Bone marrow B lymphopoiesis accelerates early cerebral amyloid pathology.

Abstract

Bone marrow is a major source of hematogenous cells that orchestrate brain immunity. However, alterations in the bone marrow hematopoietic system in patients with Alzheimer's disease (AD) and their potential impacts on neuroinflammation and cerebral β-amyloid (Aβ) pathology remain unknown. Here, we report that Aβ accumulates within the bone marrow of patients with AD and is particularly concentrated in the central nervous system-surrounding bones. In 5 × FAD and APP/PS1 mice, two classic mouse AD models, Aβ accumulates within the skull bone marrow prior to substantial cerebral Aβ deposits. Flow cytometry and cell tracking analyses demonstrated that these AD mice exhibit enhanced bone marrow hematopoiesis in B lymphoid lineages, specifically an increase in age-associated B cells (ABCs), accompanied by heightened output of these cells into the brain parenchyma.

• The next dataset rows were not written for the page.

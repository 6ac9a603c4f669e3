use reqwest::multipart;
use reqwest::Client;
use std::time::Duration;
use url::Url;

use super::response::parse_matches;
use crate::config::ServiceConfig;
use crate::error::TransportError;
use crate::state::data::{SearchResult, SelectedFile};

/// HTTP client for the similarity search service
///
/// Holds no state between calls besides the connection pool, so it is
/// cloned into every task that needs it.
#[derive(Debug, Clone)]
pub struct SearchClient {
    http: Client,
    endpoint: Url,
    config: ServiceConfig,
}

fn create_client(timeout: Duration) -> Result<Client, TransportError> {
    let user_agent = format!("image-search/{}", env!("CARGO_PKG_VERSION"));
    Ok(Client::builder()
        .user_agent(user_agent)
        .timeout(timeout)
        .build()?)
}

impl SearchClient {
    pub fn new(config: ServiceConfig) -> Result<Self, TransportError> {
        let http = create_client(Duration::from_secs(config.timeout_secs))?;
        Self::with_http(config, http)
    }

    /// Build on top of an already configured `reqwest::Client`
    pub fn with_http(config: ServiceConfig, http: Client) -> Result<Self, TransportError> {
        let endpoint = config.search_endpoint()?;
        Ok(Self {
            http,
            endpoint,
            config,
        })
    }

    pub fn endpoint(&self) -> &Url {
        &self.endpoint
    }

    /// Upload `file` and return the ranked matches in service order
    ///
    /// The file is the only part of a `multipart/form-data` body. Any
    /// non-2xx status or undecodable body is an error; there is no retry.
    pub async fn search(&self, file: &SelectedFile) -> Result<Vec<SearchResult>, TransportError> {
        if file.is_empty() {
            return Err(TransportError::EmptyFile);
        }

        let part = multipart::Part::bytes(file.bytes.to_vec())
            .file_name(file.name.clone())
            .mime_str(file.mime_type())?;
        let form = multipart::Form::new().part(self.config.upload_field.clone(), part);

        log::debug!("POST {} ({} bytes)", self.endpoint, file.len());
        let response = self
            .http
            .post(self.endpoint.clone())
            .multipart(form)
            .send()
            .await?;

        let status = response.status();
        if !status.is_success() {
            return Err(TransportError::Status(status));
        }

        let body = response.bytes().await?;
        Ok(parse_matches(&body)?)
    }

    /// Download a result image by its identifier
    pub async fn fetch_image(&self, identifier: &str) -> Result<Vec<u8>, TransportError> {
        let url = self.config.image_url(identifier)?;
        let response = self.http.get(url).send().await?;

        let status = response.status();
        if !status.is_success() {
            return Err(TransportError::Status(status));
        }

        Ok(response.bytes().await?.to_vec())
    }
}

Furthermore, intracranial Aβ injection into IL-6 knockout mice revealed that Aβ promotes B lymphocyte generation, particularly ABCs, via IL-6 signaling. Single-cell sequencing analysis following intracerebroventricular ABCs injection, combined with in vitro microglial culture studies, demonstrated that bone marrow-derived ABCs directly augment microglial reactivity, ultimately exacerbating Aβ neuropathology and cognitive deficits in AD models. Notably, blockade of IL-6R restricts B-cell activity and ABCs in the bone marrow, delays cerebral Aβ pathology and improves cognition. Our findings reveal the potential involvement of bone marrow-derived B cells in the early cerebral amyloid pathology in two mouse AD models and suggest that these B cells may serve as potential therapeutic candidates for patients with AD.